Since starting the season with a major league-best 12-1 record, including a 10-game winning streak, the Atlanta Braves have gone 3-7 over their past 10 games, nine of them on the road.
After dropping the second game of a two-game home series with the Kansas City Royals, the Braves hit the road and proceeded to lose three of four to the Pittsburgh Pirates before winning two of three against the Colorado Rockies and then losing the first two games of this weekend’s three-game set with the Detroit Tigers.
So after the Braves team was as hot as could be to begin the month of April, how do you explain the cold spell that it has endured over the past week and a half?
Well, in case you haven’t already surmised it from my first few paragraphs, in my opinion, it could all be a result of having to play 15 of their first 23 games away from Turner Field — tomorrow night’s Tigers series finale will make it 16 of 24 on the road.
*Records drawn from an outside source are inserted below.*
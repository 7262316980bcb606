//! Authentication middleware for Axum

use axum::{
    body::Body,
    extract::State,
    http::{header, Request, StatusCode},
    middleware::Next,
    response::{IntoResponse, Response},
    Json,
};
use serde_json::json;
use uuid::Uuid;

use crate::domain::Actor;
use crate::infrastructure::crypto::jwt::{verify_token, Claims, JwtConfig};

/// Authentication state for the JWT middleware
#[derive(Clone)]
pub struct AuthState {
    pub jwt_config: JwtConfig,
}

/// Authenticated user information extracted from the JWT
#[derive(Clone, Debug)]
pub struct AuthenticatedUser {
    pub user_id: String,
    pub username: String,
    pub role: String,
    /// Warehouse the account is bound to; `None` for unrestricted scope
    pub entrepot_id: Option<Uuid>,
}

impl AuthenticatedUser {
    pub fn from_claims(claims: Claims) -> Self {
        Self {
            user_id: claims.sub,
            username: claims.username,
            role: claims.role,
            entrepot_id: claims
                .entrepot_id
                .as_deref()
                .and_then(|id| Uuid::parse_str(id).ok()),
        }
    }

    pub fn is_admin(&self) -> bool {
        self.role == "admin"
    }

    /// Which side of the workflow this account acts on
    pub fn actor(&self) -> Actor {
        if self.is_admin() {
            Actor::Admin
        } else {
            Actor::Gerant
        }
    }

    /// Whether this account may touch trucks of the given warehouse.
    pub fn can_access_warehouse(&self, entrepot_id: Uuid) -> bool {
        match self.entrepot_id {
            None => true,
            Some(own) => own == entrepot_id,
        }
    }
}

/// Authentication errors surfaced by the middleware
#[derive(Debug, Clone)]
pub enum AuthError {
    MissingToken,
    InvalidToken,
    ExpiredToken,
    InsufficientPermissions,
}

/// Extract token from Authorization header
fn extract_token(auth_header: &str) -> Option<&str> {
    auth_header.strip_prefix("Bearer ")
}

/// JWT authentication middleware - requires valid token
pub async fn auth_middleware(
    State(auth_state): State<AuthState>,
    mut request: Request<Body>,
    next: Next,
) -> Response {
    let auth_header = request
        .headers()
        .get(header::AUTHORIZATION)
        .and_then(|h| h.to_str().ok())
        .map(String::from);
    let Some(auth_header) = auth_header else {
        return auth_error_response(AuthError::MissingToken);
    };

    let Some(token) = extract_token(&auth_header) else {
        return auth_error_response(AuthError::InvalidToken);
    };

    match verify_token(token, &auth_state.jwt_config) {
        Ok(claims) => {
            if claims.is_expired() {
                return auth_error_response(AuthError::ExpiredToken);
            }

            let user = AuthenticatedUser::from_claims(claims);
            request.extensions_mut().insert(user);

            next.run(request).await
        }
        Err(_) => auth_error_response(AuthError::InvalidToken),
    }
}

/// Create an authentication error response
fn auth_error_response(error: AuthError) -> Response {
    let (status, message) = match error {
        AuthError::MissingToken => (StatusCode::UNAUTHORIZED, "Missing authentication token"),
        AuthError::InvalidToken => (StatusCode::UNAUTHORIZED, "Invalid authentication token"),
        AuthError::ExpiredToken => (StatusCode::UNAUTHORIZED, "Token has expired"),
        AuthError::InsufficientPermissions => {
            (StatusCode::FORBIDDEN, "Insufficient permissions")
        }
    };

    let body = Json(json!({
        "success": false,
        "error": message
    }));

    (status, body).into_response()
}

/// Admin-only middleware - must be used after auth_middleware
pub async fn admin_middleware(request: Request<Body>, next: Next) -> Response {
    let user = request.extensions().get::<AuthenticatedUser>();

    match user {
        Some(user) if user.is_admin() => next.run(request).await,
        Some(_) => auth_error_response(AuthError::InsufficientPermissions),
        None => auth_error_response(AuthError::MissingToken),
    }
}

#[cfg(test)]
mod tests {
    use super::*;

    #[test]
    fn actor_mapping_follows_role() {
        let mut user = AuthenticatedUser {
            user_id: "u1".to_string(),
            username: "admin".to_string(),
            role: "admin".to_string(),
            entrepot_id: None,
        };
        assert_eq!(user.actor(), Actor::Admin);

        user.role = "operator".to_string();
        assert_eq!(user.actor(), Actor::Gerant);
    }

    #[test]
    fn warehouse_scope_is_enforced_for_bound_accounts() {
        let entrepot = Uuid::new_v4();
        let user = AuthenticatedUser {
            user_id: "u1".to_string(),
            username: "gerant".to_string(),
            role: "operator".to_string(),
            entrepot_id: Some(entrepot),
        };

        assert!(user.can_access_warehouse(entrepot));
        assert!(!user.can_access_warehouse(Uuid::new_v4()));

        let unrestricted = AuthenticatedUser {
            entrepot_id: None,
            ..user
        };
        assert!(unrestricted.can_access_warehouse(Uuid::new_v4()));
    }
}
People don’t usually think about how hard it is for a professional sports team to travel all over the country, especially when it comes to a road trip like the Braves’, which saw them go from Hotlanta to the Iditarod-like conditions in Pittsburgh, Colorado and Detroit. It is quite obvious, however, that such situations have an effect, often an adverse one, on a squad.
Not only must you travel, but when you are forced to play in such frigid conditions — Game 1 of Tuesday’s doubleheader in Colorado marked the coldest game in Coors Field history — players can find themselves under the weather.
Let me be clear: I’m not trying to make excuses for the Braves. I’m just saying that it isn’t time to panic just yet. If Atlanta is still struggling like this at this time next month, then it may be time to start biting some fingernails.